The sum of the ages of Anup and his father is 100. When Anup is as old as his father now, he will be five times as old as his son Anuj is now. Anuj will be eight years older than Anup is now, when Anup is as old as his father. What are their ages now?

Given:

The sum of the ages of Anup and his father is 100.

When Anup is as old as his father now, he will be five times as old as his son Anuj is now.

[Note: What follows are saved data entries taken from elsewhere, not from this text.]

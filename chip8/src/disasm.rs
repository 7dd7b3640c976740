//! Disassembler.
use std::fmt::{self, Write as FmtWrite};

use crate::{bytecode::word, constants::MEM_START, opcode::Opcode};

/// Writes a listing of a program image, one instruction per line.
///
/// Addresses are shown as they would be after loading, starting at `MEM_START`.
pub struct Disassembler<'a> {
    bytecode: &'a [u8],
    cursor: usize,
}

impl<'a> Disassembler<'a> {
    pub fn new(bytecode: &'a [u8]) -> Self {
        Self {
            bytecode,
            cursor: 0,
        }
    }

    /// Write the whole listing to the given writer.
    pub fn disassemble<W: FmtWrite>(&mut self, w: &mut W) -> fmt::Result {
        self.cursor = 0;
        while self.cursor < self.bytecode.len() {
            self.disassemble_next(w)?;
        }
        Ok(())
    }

    /// Write a single instruction to the given writer, and advance the cursor.
    ///
    /// A trailing odd byte is padded with zero.
    pub fn disassemble_next<W: FmtWrite>(&mut self, w: &mut W) -> fmt::Result {
        let hi = self.bytecode.get(self.cursor).copied().unwrap_or_default();
        let lo = self.bytecode.get(self.cursor + 1).copied().unwrap_or_default();
        let instr = word(hi, lo);

        writeln!(
            w,
            "{:04X}: {:04X}  {}",
            MEM_START + self.cursor,
            instr,
            Opcode::decode(instr)
        )?;

        self.cursor += 2;

        Ok(())
    }

    /// Convenience for writing the listing into a new string.
    pub fn to_listing(&mut self) -> Result<String, fmt::Error> {
        let mut buf = String::new();
        self.disassemble(&mut buf)?;
        Ok(buf)
    }
}

#[cfg(test)]
mod test {
    use super::*;

    #[test]
    fn test_listing() {
        let bytecode = [0x60, 0x0A, 0x61, 0x05, 0x80, 0x14, 0x00, 0xE0];
        let listing = Disassembler::new(&bytecode).to_listing().unwrap();
        let lines: Vec<&str> = listing.lines().collect();

        assert_eq!(
            lines,
            vec![
                "0200: 600A  LD V0, 0x0A",
                "0202: 6105  LD V1, 0x05",
                "0204: 8014  ADD V0, V1",
                "0206: 00E0  CLS",
            ]
        );
    }

    #[test]
    fn test_odd_length() {
        let listing = Disassembler::new(&[0x12]).to_listing().unwrap();
        assert_eq!(listing, "0200: 1200  JP 0x200\n");
    }

    #[test]
    fn test_unsupported_word() {
        let listing = Disassembler::new(&[0xFF, 0xFF]).to_listing().unwrap();
        assert_eq!(listing, "0200: FFFF  DW 0xFFFF\n");
    }
}
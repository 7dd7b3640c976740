//! Program images stored as hexadecimal text.
//!
//! An image is a sequence of whitespace separated words. Each word is
//! exactly four hexadecimal digits and decodes to two bytes, so a word
//! usually holds one instruction:
//!
//! ```text
//! 600A 6105
//! 8014
//! ```
use std::{fs, path::Path};

use crate::error::{Chip8Error, Chip8Result, HexTokenKind};

/// Number of characters in a word.
const WORD_LENGTH: usize = 4;

/// Parse a hexadecimal program image into bytecode.
///
/// Any malformed word fails the whole image.
pub fn parse_hex_image(source: &str) -> Chip8Result<Vec<u8>> {
    let mut bytecode = Vec::with_capacity(source.len() / 2);

    for (index, token) in source.split_whitespace().enumerate() {
        let [a, b] = parse_word(token).map_err(|kind| Chip8Error::HexToken {
            position: index + 1,
            token: token.to_string(),
            kind,
        })?;
        bytecode.push(a);
        bytecode.push(b);
    }

    Ok(bytecode)
}

/// Read and parse a hexadecimal program image file.
pub fn load_hex_file(filepath: impl AsRef<Path>) -> Chip8Result<Vec<u8>> {
    let source = fs::read_to_string(filepath.as_ref())?;
    parse_hex_image(&source)
}

fn parse_word(token: &str) -> Result<[u8; 2], HexTokenKind> {
    if token.chars().count() != WORD_LENGTH {
        return Err(HexTokenKind::Length);
    }

    // `from_str_radix` accepts a leading sign, which is not a digit.
    if !token.chars().all(|c| c.is_ascii_hexdigit()) {
        return Err(HexTokenKind::Digit);
    }

    u16::from_str_radix(token, 16)
        .map(u16::to_be_bytes)
        .map_err(|_| HexTokenKind::Digit)
}
//! Keypad state from terminal key presses.
use std::time::{Duration, Instant};

use chip8::{constants::KEY_COUNT, prelude::*};

/// Holds keypad keys down for a fixed time after each press.
///
/// Terminals only report presses, and repeat them while a key is held.
/// Each press extends the hold, so a held key stays down until the
/// repeats stop.
pub struct KeyLatch {
    hold: Duration,
    release_at: [Option<Instant>; KEY_COUNT as usize],
}

impl KeyLatch {
    pub fn new(hold: Duration) -> Self {
        Self {
            hold,
            release_at: [None; KEY_COUNT as usize],
        }
    }

    /// Register a press. Returns `true` if the key was up before.
    pub fn press(&mut self, key: KeyCode, now: Instant) -> bool {
        let slot = &mut self.release_at[key.as_u8() as usize];
        let was_up = slot.is_none();
        *slot = Some(now + self.hold);
        was_up
    }

    /// Release every key whose hold has run out.
    pub fn expire(&mut self, now: Instant) -> Vec<KeyCode> {
        let mut released = Vec::new();

        for (key_id, slot) in self.release_at.iter_mut().enumerate() {
            if matches!(slot, Some(deadline) if *deadline <= now) {
                *slot = None;
                released.push(KeyCode::ALL[key_id]);
            }
        }

        released
    }

    pub fn is_down(&self, key: KeyCode) -> bool {
        self.release_at[key.as_u8() as usize].is_some()
    }
}

#[cfg(test)]
mod test {
    use super::*;

    #[test]
    fn test_hold_and_release() {
        let hold = Duration::from_millis(100);
        let mut latch = KeyLatch::new(hold);
        let start = Instant::now();

        assert!(latch.press(KeyCode::Key5, start));
        assert!(latch.is_down(KeyCode::Key5));
        assert!(latch.expire(start + Duration::from_millis(50)).is_empty());

        assert_eq!(latch.expire(start + hold), vec![KeyCode::Key5]);
        assert!(!latch.is_down(KeyCode::Key5));
    }

    #[test]
    fn test_repeat_extends_hold() {
        let hold = Duration::from_millis(100);
        let mut latch = KeyLatch::new(hold);
        let start = Instant::now();

        latch.press(KeyCode::KeyA, start);
        assert!(!latch.press(KeyCode::KeyA, start + Duration::from_millis(80)));
        latch.press(KeyCode::Key0, start + Duration::from_millis(10));

        assert_eq!(
            latch.expire(start + Duration::from_millis(120)),
            vec![KeyCode::Key0]
        );
        assert!(latch.is_down(KeyCode::KeyA));
        assert_eq!(
            latch.expire(start + Duration::from_millis(180)),
            vec![KeyCode::KeyA]
        );
    }
}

Anuj will be eight years older than Anup is now, when Anup is as old as his father.

To do:

We have to find their present ages.

Solution: 

Let the age of Anup be $x$ years.

This implies,

Age of Anup’s father $=(100 - x)$ years.

Age of Anuj $= \frac{(100-x)}{5}$ years.

Anup is as old as his father after $(100-2x)$ years.

This implies,

Anuj’s age $=$ Present age of his father $+$ 8

Present age of Anuj $+$ 100 - 2x $=$ Present age of Anup + 8

$\frac{(100 - x)}{5} + (100 - 2x) = x + 8$

$\frac{(100-x)}{5} - 3x = 8 - 100$

$\frac{(100 - x - 15x)}{5} = -92$

$100 - 16x = -460$

$16x=460 + 100$

$x = \frac{560}{16}$

$x = 35$ 

Therefore,

Present age of Anup is 35 years.

Age of Anup’s father $ = 100-x = 100-35 = 65$ years.

The age of Anuj $=\frac{100-x}{5} = \frac{100 - 35}{5} = \frac{65}{5} = 13$ years.